PE 3.6 Available for Testing on Crays
Programming Environment 3.6 (PE 3.6) has been installed on both yukon and chilkoot. It is available as PrgEnv.new, and we encourage users to test their codes with it and let us know of changes in performance or if problems are discovered.
Execute this command prior to compiling your code, to test PE3.6:
module switch PrgEnv PrgEnv.new
This release of craylibs fixes the problem in CTRSM noted in issue issue #243 . It changes the behavior of cpp slightly, as noted in the following article.
What follows are salient features of the new PE, as taken from Cray's release notes. Enjoy!
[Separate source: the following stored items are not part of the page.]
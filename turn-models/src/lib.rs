//! Completion models for turnkit.
//!
//! [`PromptCompletionModel`] renders a [`PromptTemplate`](turn_prompts::PromptTemplate)
//! and returns the model's reply as a [`PromptResponse`](turn_primitives::PromptResponse).
//! Provider integrations implement the streaming [`ChatAdapter`] seam and are
//! bridged by [`AdapterModel`]; [`ScriptedModel`] replays canned replies in tests.

#![warn(missing_docs, clippy::pedantic)]

mod adapter;
mod adapter_model;
mod error;
mod model;
mod scripted;

pub use adapter::{
    AdapterError, AdapterMetadata, AdapterResult, AdapterStream, ChatAdapter, ChatRequest,
    InferenceChunk,
};
pub use adapter_model::AdapterModel;
pub use error::{ModelError, ModelResult};
pub use model::PromptCompletionModel;
pub use scripted::ScriptedModel;
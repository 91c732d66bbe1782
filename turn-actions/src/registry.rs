//! Name → handler registry populated by the host at startup.

use std::collections::HashMap;
use std::fmt;
use std::future::Future;
use std::sync::{Arc, RwLock};

use serde_json::{Map, Value};

use crate::error::{ActionError, ActionResult};
use crate::handler::{ActionHandler, UnknownActionHandler};

/// Registry of DO handlers keyed by action name.
///
/// Lookups of unregistered names resolve to the unknown-action handler, which
/// defaults to [`UnknownActionHandler`].
pub struct ActionRegistry<C: ?Sized, S: ?Sized> {
    handlers: RwLock<HashMap<String, Arc<dyn ActionHandler<C, S>>>>,
    unknown: Arc<dyn ActionHandler<C, S>>,
}

impl<C, S> Default for ActionRegistry<C, S>
where
    C: ?Sized + Send + Sync + 'static,
    S: ?Sized + Send + Sync + 'static,
{
    fn default() -> Self {
        Self {
            handlers: RwLock::new(HashMap::new()),
            unknown: Arc::new(UnknownActionHandler::<C, S>::default()),
        }
    }
}

impl<C: ?Sized, S: ?Sized> fmt::Debug for ActionRegistry<C, S> {
    fn fmt(&self, f: &mut fmt::Formatter<'_>) -> fmt::Result {
        let handlers = self.handlers.read().expect("action registry poisoned");
        let mut names: Vec<_> = handlers.keys().cloned().collect();
        names.sort();
        f.debug_struct("ActionRegistry")
            .field("registered", &names)
            .finish_non_exhaustive()
    }
}

impl<C, S> ActionRegistry<C, S>
where
    C: ?Sized + Send + Sync + 'static,
    S: ?Sized + Send + Sync + 'static,
{
    /// Creates an empty registry with the default unknown-action handler.
    #[must_use]
    pub fn new() -> Self {
        Self::default()
    }

    /// Registers the handler for `name`.
    ///
    /// # Errors
    ///
    /// Returns [`ActionError::DuplicateAction`] if the name is already present.
    ///
    /// # Panics
    ///
    /// Panics if the internal registry lock is poisoned.
    pub fn register<H>(&self, name: impl Into<String>, handler: H) -> ActionResult<()>
    where
        H: ActionHandler<C, S> + 'static,
    {
        let mut handlers = self.handlers.write().expect("action registry poisoned");
        let name = name.into();
        if handlers.contains_key(&name) {
            return Err(ActionError::DuplicateAction { name });
        }
        handlers.insert(name, Arc::new(handler));
        Ok(())
    }

    /// Registers an async closure as the handler for `name`.
    ///
    /// # Errors
    ///
    /// Returns [`ActionError::DuplicateAction`] if the name is already present.
    ///
    /// # Panics
    ///
    /// Panics if the internal registry lock is poisoned.
    pub fn register_fn<F, Fut>(&self, name: impl Into<String>, handler: F) -> ActionResult<()>
    where
        F: Fn(Arc<C>, Arc<S>, Map<String, Value>, String) -> Fut + Send + Sync + 'static,
        Fut: Future<Output = ActionResult<String>> + Send + 'static,
    {
        self.register(name, handler)
    }

    /// Replaces the handler used for unregistered names.
    #[must_use]
    pub fn with_unknown_handler<H>(mut self, handler: H) -> Self
    where
        H: ActionHandler<C, S> + 'static,
    {
        self.unknown = Arc::new(handler);
        self
    }

    /// Returns `true` when a handler is registered for `name`.
    ///
    /// # Panics
    ///
    /// Panics if the internal registry lock is poisoned.
    #[must_use]
    pub fn contains(&self, name: &str) -> bool {
        self.handlers
            .read()
            .expect("action registry poisoned")
            .contains_key(name)
    }

    /// Returns the handler for `name`, or the unknown-action handler together
    /// with `false` when the name is not registered.
    ///
    /// # Panics
    ///
    /// Panics if the internal registry lock is poisoned.
    #[must_use]
    pub fn resolve(&self, name: &str) -> (Arc<dyn ActionHandler<C, S>>, bool) {
        let handlers = self.handlers.read().expect("action registry poisoned");
        handlers.get(name).map_or_else(
            || (Arc::clone(&self.unknown), false),
            |handler| (Arc::clone(handler), true),
        )
    }

    /// Lists the registered action names in sorted order.
    ///
    /// # Panics
    ///
    /// Panics if the internal registry lock is poisoned.
    #[must_use]
    pub fn names(&self) -> Vec<String> {
        let handlers = self.handlers.read().expect("action registry poisoned");
        let mut names: Vec<_> = handlers.keys().cloned().collect();
        names.sort();
        names
    }
}

#[cfg(test)]
mod tests {
    use super::*;

    use crate::handler::STOP_COMMAND;

    type Registry = ActionRegistry<(), ()>;

    #[tokio::test]
    async fn registers_and_resolves_handlers() {
        let registry = Registry::new();
        registry
            .register_fn("lights_on", |_ctx, _state, _params, action| async move {
                Ok(format!("{action} done"))
            })
            .unwrap();

        let err = registry
            .register_fn("lights_on", |_ctx, _state, _params, _action| async {
                Ok(String::new())
            })
            .expect_err("duplicate");
        assert!(matches!(err, ActionError::DuplicateAction { .. }));

        let (handler, known) = registry.resolve("lights_on");
        assert!(known);
        let output = handler
            .handle(Arc::new(()), Arc::new(()), Map::new(), "lights_on".to_owned())
            .await
            .unwrap();
        assert_eq!(output, "lights_on done");
        assert_eq!(registry.names(), vec!["lights_on".to_owned()]);
    }

    #[tokio::test]
    async fn unknown_names_stop_by_default() {
        let registry = Registry::new();
        let (handler, known) = registry.resolve("launch");
        assert!(!known);
        let output = handler
            .handle(Arc::new(()), Arc::new(()), Map::new(), "launch".to_owned())
            .await
            .unwrap();
        assert_eq!(output, STOP_COMMAND);
    }
}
######################################################################
- 2.1.1. C Interoperability
-
C interoperability allows C programs to share functions and global variables that have external linkage with Fortran programs; likewise, Fortran programs can share like objects with C programs. More importantly, C interoperability provides a standard portable interoperability mechanism between Fortran and C programs. Refer to Fortran Language Reference Manual, Volume 2 for detailed information about C interoperability.
- 2.2.1. Optimization Enhancements
-
New optimization features for inlining and cloning take advantage of constant actual arguments. Another optimization feature lets the user select the file containing the code to inline.
The new inlining feature attempts to inline functions at call sites that contain constant actual arguments. This functionality is assigned to -O inline4. Therefore, aggressive inlining is now activated by -O inline5.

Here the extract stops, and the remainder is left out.